Les mathématiques sont l'étude des systèmes d'objets élémentaires, dont la seule nature considérée est d'être exacts, sans ambiguïté (deux objets sont égaux ou différents, reliés ou non ; une opération donne un résultat exactement...). Les mathématiques dans leur ensemble peuvent être vus comme «science de tous les mondes possibles» de cette espèce (faits d'objets exacts).
Les systèmes mathématiques sont conçus comme «existant» indépendamment de notre monde habituel ou de toute sensation particulière, mais leur étude nécessite une certaine forme de représentation. Diverses méthodes peuvent être utilisées, pouvant être équivalentes (donnant les mêmes résultats) mais avec divers degrés de pertinence (efficacité) pouvant dépendre des objectifs. Les idées apparaissent habituellement comme intuitions plus ou moins visuelles exprimables par des figures ou animations, puis leurs articulations peuvent s'exprimer en mots ou formules pour être attentivement vérifiées, traitées et communiquées. Pour se libérer des limites ou biais d'une forme de représentation particulière, il suffit de développer d'autres formes de représentation, et de s'exercer à traduire les concepts d'une forme à l'autre. L'aventure mathématique est pleine de jeux de conversions entre diverses formes de représentation, qui peuvent refléter les articulations entre les systèmes mathématiques eux-mêmes.

Théories

Les mathématiques se divisent en diverses branches suivant le type de système considéré. Ces cadres de tout travail mathématique peuvent rester implicites (avec des limites floues), ou bien être spécifiés formellement en tant que théories. Chaque théorie est l'étude d'un système (son monde d'objets) supposé fixé, appelé son modèle. Mais chaque modèle d'une théorie peut n'être qu'une de ses interprétations possibles, parmi d'autres modèles également légitimes. Par exemple, en gros, toutes les feuilles de papier sont des systèmes de points matériels, modèles de la même théorie de la géométrie Euclidienne plane, mais indépendants les uns des autres.

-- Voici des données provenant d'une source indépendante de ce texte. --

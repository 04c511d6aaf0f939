//! Pricing

use rust_decimal::Decimal;
use rusty_money::{
    Money,
    iso::{self, Currency},
};
use thiserror::Error;

use crate::{
    artworks::{ColorVariant, SizeOption},
    cart::CartLineItem,
};

/// Errors that can occur while pricing.
#[derive(Debug, Error, PartialEq)]
pub enum PricingError {
    /// The currency code is not one the storefront sells in.
    #[error("unsupported currency code: {0}")]
    UnknownCurrency(String),
}

/// Resolve a supported ISO 4217 currency code.
///
/// # Errors
///
/// Returns [`PricingError::UnknownCurrency`] for codes outside the supported set.
pub fn parse_currency(code: &str) -> Result<&'static Currency, PricingError> {
    match code.trim().to_ascii_uppercase().as_str() {
        "INR" => Ok(iso::INR),
        "USD" => Ok(iso::USD),
        "GBP" => Ok(iso::GBP),
        "EUR" => Ok(iso::EUR),
        other => Err(PricingError::UnknownCurrency(other.to_string())),
    }
}

/// Total price of an artwork for the given size and variant selection.
///
/// Adjustments that are absent contribute nothing. The sum saturates at the bounds of
/// [`Decimal`] rather than overflowing.
pub fn calculate_price(
    base_price: Decimal,
    size: Option<&SizeOption>,
    variant: Option<&ColorVariant>,
) -> Decimal {
    let size_adjustment = size.map_or(Decimal::ZERO, |size| size.price_adjustment);
    let variant_adjustment = variant.map_or(Decimal::ZERO, |variant| variant.price_adjustment);

    base_price
        .saturating_add(size_adjustment)
        .saturating_add(variant_adjustment)
}

/// Format an amount with the currency symbol and the currency's digit grouping.
pub fn format_price(amount: Decimal, currency: &'static Currency) -> String {
    Money::from_decimal(amount, currency).to_string()
}

/// Sum of `price x quantity` over a set of cart lines, saturating at the bounds of [`Decimal`].
pub fn total_price(items: &[CartLineItem]) -> Decimal {
    items
        .iter()
        .map(CartLineItem::line_total)
        .fold(Decimal::ZERO, Decimal::saturating_add)
}

#[cfg(test)]
mod tests {
    use crate::artworks::DEFAULT_SIZE_UNIT;

    use super::*;

    fn size(adjustment: i64) -> SizeOption {
        SizeOption {
            name: "Medium".to_string(),
            width: Decimal::from(40),
            height: Decimal::from(50),
            length: Decimal::ZERO,
            unit: DEFAULT_SIZE_UNIT.to_string(),
            price_adjustment: Decimal::from(adjustment),
        }
    }

    fn variant(adjustment: Decimal) -> ColorVariant {
        ColorVariant {
            id: "v1".to_string(),
            color_name: "Indigo".to_string(),
            color_hex: "#3f00ff".to_string(),
            sku: None,
            price_adjustment: adjustment,
            quantity: None,
            images: Vec::new(),
            is_default: false,
        }
    }

    #[test]
    fn base_price_only() {
        assert_eq!(
            calculate_price(Decimal::from(1500), None, None),
            Decimal::from(1500)
        );
    }

    #[test]
    fn adds_size_and_variant_adjustments() {
        let size = size(250);
        let variant = variant(Decimal::new(9999, 2));

        assert_eq!(
            calculate_price(Decimal::from(1000), Some(&size), Some(&variant)),
            Decimal::new(134_999, 2)
        );
    }

    #[test]
    fn zero_adjustments_leave_base_unchanged() {
        let size = size(0);
        let variant = variant(Decimal::ZERO);

        assert_eq!(
            calculate_price(Decimal::from(700), Some(&size), Some(&variant)),
            Decimal::from(700)
        );
    }

    #[test]
    fn adjustments_saturate_instead_of_overflowing() {
        let size = size(1);
        let variant = variant(Decimal::MIN);

        assert_eq!(
            calculate_price(Decimal::MAX, Some(&size), None),
            Decimal::MAX
        );
        assert_eq!(
            calculate_price(Decimal::ZERO, Some(&size), Some(&variant)),
            Decimal::MIN + Decimal::ONE
        );
    }

    #[test]
    fn formats_with_symbol_and_grouping() {
        assert_eq!(format_price(Decimal::new(123_450, 2), iso::USD), "$1,234.50");
        assert_eq!(format_price(Decimal::from(3), iso::GBP), "£3.00");
    }

    #[test]
    fn parse_currency_is_case_insensitive() -> Result<(), PricingError> {
        assert_eq!(parse_currency("inr")?, iso::INR);
        assert_eq!(parse_currency(" GBP ")?, iso::GBP);

        Ok(())
    }

    #[test]
    fn parse_currency_rejects_unknown_codes() {
        assert_eq!(
            parse_currency("XYZ"),
            Err(PricingError::UnknownCurrency("XYZ".to_string()))
        );
    }
}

Le mot «théorie» peut prendre divers sens suivant les utilisations, de celles mathématiques à celles du langage ordinaire et d'autres sciences. Voici d'abord la distinction suivant leur nature (la sorte générale d'objets); l'autre distinction, par l'intention (réalisme contre formalisme), est introduite plus bas et en 1.9.

Les théories non-mathématiques décrivent grossièrement ou qualitativement des systèmes ou aspects du monde (domaines d'observation), qui échappent à la description simple et exacte. Par exemple, les descriptions habituelles de la chimie utilisent des approximations drastiques, rassemblant de grossières descriptions d'effets et de lois d'apparence arbitraires et dont la déduction de la physique quantique est souvent hors de portée des calculs directs. Le manque de distinction claire des objets et de leurs propriétés induit des risques d'erreurs en les approchant et en essayant de déduire certaines propriétés à partir d'autres propriétés, telles que de déduire certaines propriétés globales d'un système à partir de propriétés floues probables de ses parties.

Les théories de mathématiques pures, décrivant des systèmes exacts, peuvent habituellement être protégées du risque d'être «fausses», par l'usage de méthodes rigoureuses (règles formelles) conçues pour préserver la conformité exacte des théories à leurs modèles voulus.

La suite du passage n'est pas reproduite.